Это была очень большая ухмылка, поскольку глазной тиран в диаметре был не меньше главной двери любого величественного особняка. У него были глазные отростки и щупальца, некоторые оканчивались ладонями или тремя противопоставленными клешнями. Но разум, с которым родилась эта громадина, был не тем разумом, что сейчас обитал в ней.
Оно почти все время проводило в одиночестве — и как многие отшельники, которые не следовали этому жребию всю свою жизнь по собственной воле, выработало привычку громко разговаривать с собой.
— Но время нанести удар еще не настало. К тебе привязано еще слишком много магии. Не хочу быть уничтоженным в ее вихре вместе с тобой. Твое убийство должно случится в точно выверенный момент. Так что я еще немного подожду. Зато я знаю, что мое ожидание — наконец-то! — не будет слишком долгим.
Глазной тиран улыбнулся.
— Сможешь ли ты спасти свое любимое королевство, скалу, на которой ты стоишь, в очередной раз спасая Королевства — или позволишь этой скале обрушиться, чтобы спасти безумную женщину, которую любишь?
Он пролетел через пещеру к парящей в воздухе кучке небольших светящихся сфер, каждая из которых представляла собой прорицающее око. Каждая показывала собственную сцену в различных местах Королевств. Звук эти сферы передавали только если на то была воля созерцателя.
Сейчас он, кажется, предпочитал звук собственного голоса.
— Ты стал таким слабым, что мне даже не нужно организовывать нападение на Кормир. Хватит и тех фигур, что сейчас стоят на игровой доске. Скоро, скоро настанет час моей мести — и наконец-то, наконец-то Эльминстер из Долины Теней умрет окончательной смертью.

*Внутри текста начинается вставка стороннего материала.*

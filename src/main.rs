use std::sync::Arc;
use tracing_subscriber::{fmt, prelude::*, EnvFilter};
use uuid::Uuid;

use local_delivery_core::actors::{
    AssignPartner, CancelOrder, OrderActor, PlaceOrder, TransitionOrder,
};
use local_delivery_core::{
    ActorRef, ActorRole, LifecycleController, Order, OrderEvent, OrderItem, OrderObserver,
    OrderStatus,
};

use actix::Actor;

// ============================================================================
// Demo: one order through the full lifecycle, one cancellation, one race
// ============================================================================

/// Stand-in for a client view: logs every notification it receives.
struct ViewObserver {
    role: ActorRole,
}

impl OrderObserver for ViewObserver {
    fn on_order_event(&self, order: &Order, event: &OrderEvent) {
        tracing::info!(
            view = ?self.role,
            order_id = %order.id,
            status = %order.status,
            event_type = %event.event_type(),
            "View re-rendered"
        );
    }
}

#[actix::main]
async fn main() -> anyhow::Result<()> {
    // Initialize structured logging with environment-based filtering
    // Default to INFO level, can be overridden with RUST_LOG env var
    tracing_subscriber::registry()
        .with(fmt::layer().with_target(true))
        .with(
            EnvFilter::try_from_default_env()
                .unwrap_or_else(|_| EnvFilter::new("info,local_delivery_core=debug")),
        )
        .init();

    tracing::info!("🚀 Starting order lifecycle demo");

    let controller = Arc::new(LifecycleController::new());

    // The three client views subscribe to everything.
    for role in [
        ActorRole::Customer,
        ActorRole::Shop,
        ActorRole::DeliveryPartner,
    ] {
        controller.subscribe_all(Arc::new(ViewObserver { role }));
    }

    let order_actor = OrderActor::new(controller.clone()).start();

    let customer_id = Uuid::new_v4();
    let store_id = Uuid::new_v4();
    let shop = ActorRef::shop(Uuid::new_v4());
    let partner_id = Uuid::new_v4();
    let partner = ActorRef::delivery_partner(partner_id);

    // === 1. Customer places an order: 2x Fresh Milk @ 30 + fee 25 = 85 ===
    let order = order_actor
        .send(PlaceOrder {
            customer_id,
            store_id,
            items: vec![OrderItem {
                product_id: Uuid::new_v4(),
                quantity: 2,
                unit_price: 30,
            }],
        })
        .await??;

    tracing::info!("✅ Order placed: {} (total ₹{})", order.id, order.total);

    // === 2. Shop accepts and prepares ===
    pace().await;
    order_actor
        .send(TransitionOrder {
            order_id: order.id,
            target: OrderStatus::Accepted,
            actor: shop,
        })
        .await??;

    pace().await;
    order_actor
        .send(TransitionOrder {
            order_id: order.id,
            target: OrderStatus::Ready,
            actor: shop,
        })
        .await??;

    // === 3. Two partners race to accept the job; one wins ===
    let rival_id = Uuid::new_v4();
    let won = order_actor
        .send(AssignPartner {
            order_id: order.id,
            partner_id,
        })
        .await?;
    let lost = order_actor
        .send(AssignPartner {
            order_id: order.id,
            partner_id: rival_id,
        })
        .await?;
    tracing::info!(
        winner = won.is_ok(),
        loser_error = %lost.unwrap_err(),
        "Partner assignment race resolved"
    );

    // === 4. Pickup and delivery ===
    pace().await;
    order_actor
        .send(TransitionOrder {
            order_id: order.id,
            target: OrderStatus::PickedUp,
            actor: partner,
        })
        .await??;

    pace().await;
    let delivered = order_actor
        .send(TransitionOrder {
            order_id: order.id,
            target: OrderStatus::Delivered,
            actor: partner,
        })
        .await??;
    tracing::info!("✅ Order delivered: {} ({})", delivered.id, delivered.status);

    // === 5. A second order, cancelled by the customer before acceptance ===
    let second = order_actor
        .send(PlaceOrder {
            customer_id,
            store_id,
            items: vec![OrderItem {
                product_id: Uuid::new_v4(),
                quantity: 1,
                unit_price: 150,
            }],
        })
        .await??;

    pace().await;
    let cancelled = order_actor
        .send(CancelOrder {
            order_id: second.id,
            actor: ActorRef::customer(customer_id),
        })
        .await??;
    tracing::info!("✅ Order cancelled: {} ({})", cancelled.id, cancelled.status);

    // A closed order rejects further requests.
    let rejected = order_actor
        .send(TransitionOrder {
            order_id: second.id,
            target: OrderStatus::Accepted,
            actor: shop,
        })
        .await?;
    tracing::info!(error = %rejected.unwrap_err(), "Closed order rejected the shop");

    tracing::info!("🎉 Demo complete!");

    Ok(())
}

// Pacing for readable demo output only; the lifecycle core has no timers.
async fn pace() {
    tokio::time::sleep(tokio::time::Duration::from_millis(300)).await;
}
// ============================================================================
// local_delivery_core - Order Lifecycle Core
// ============================================================================
//
// In-process order lifecycle state machine for a hyperlocal delivery
// marketplace. A single authoritative in-memory copy of each order is
// advanced through validated transitions (Placed -> Accepted -> Ready ->
// PickedUp -> Delivered, with Cancelled reachable before pickup) and
// observed synchronously by the customer, shop, and delivery views.
//
// ============================================================================

pub mod domain;
pub mod store;
pub mod controller;
pub mod actors;

pub use controller::{LifecycleController, ObserverRegistry, OrderObserver};
pub use domain::order::{
    ActorRef, ActorRole, Order, OrderError, OrderEvent, OrderItem, OrderStatus, DELIVERY_FEE,
};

Ужас со щупальцами подплыл обратно к большому трехмерному изображению застывших Эльминстера и Шторм.
— И ты умрешь, зная, что это я сразил тебя, — почти нежно прошептал созерцатель.
Пещеру огласил сухой смешок.
— Скоро, скоро...
***
Халанс в очередной раз заставил свою челюсть закрыться. Он не мог перестать зевать.
Боги, как же он устал — а впереди ждал целый день работы, день, который наверняка станет очень насыщенным.
Но за этим темным грузом усталости старший паж так и не почувствовал холодное, жестокое присутствие, которое издалека следило за ним, таясь в глубине его разума.
Вокруг него кипел королевский двор. Не только из-за постоянного хаоса и бесконечных приготовлений к Совету — который продолжал приближаться — но из-за произошедшего во дворце прошлой ночью.
Из-за этого боевых магов в спешке отзывали в Сюзейл со всех уголков королевства, как прошептал ему на ухо Корлет Фентабль. Больше дюжины пурпурных драконов мертвы — и среди них Белнар Бакмантл. Убиты на своих постах неизвестными нарушителями, которые обезглавили большинство из них, а потом ушли каким-то тайным ходом, весьма разгневав старших рыцарей и боевых магов.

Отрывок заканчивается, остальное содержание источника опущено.